PROBLEM TO WORK ON
Your reply should be an exact copy of the lines from the one that holds "pub use loader::ConfigLoader;" to the end of the data below.

Collected data
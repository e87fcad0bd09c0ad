pub mod handler;
pub mod history;
#[cfg(feature = "mcp")]
pub mod mcp;
pub mod providers;
pub mod sessions;
pub mod summarizer;
pub mod tool_loop;
pub mod tools;

pub use handler::{ProviderHandler, TurnOptions};
pub use history::{ConversationHistory, HistoryEvent, HistoryRecord, HistorySink};
pub use providers::{
    GigaChatProvider, LlmProvider, LlmRequest, LlmResponse, OllamaProvider, OpenRouterProvider,
    ProviderError, SendOptions,
};
pub use sessions::SessionRegistry;
pub use summarizer::Summarizer;
pub use tool_loop::{LoopExit, ToolLoop, ToolLoopOutcome};
pub use tools::{FunctionSchema, ToolDescriptor, ToolHost, parse_arguments, to_function_schema};
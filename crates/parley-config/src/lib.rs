pub mod loader;
pub mod model;

pub use loader::ConfigLoader;
pub use model::{
    AppConfig, HistoryConfig, LlmProviderConfig, LoggingConfig, McpServerConfig, ProvidersConfig,
    ToolsConfig,
};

TASK RESULT
pub use loader::ConfigLoader;
pub use model::{
    AppConfig, HistoryConfig, LlmProviderConfig, LoggingConfig, McpServerConfig, ProvidersConfig,
    ToolsConfig,
};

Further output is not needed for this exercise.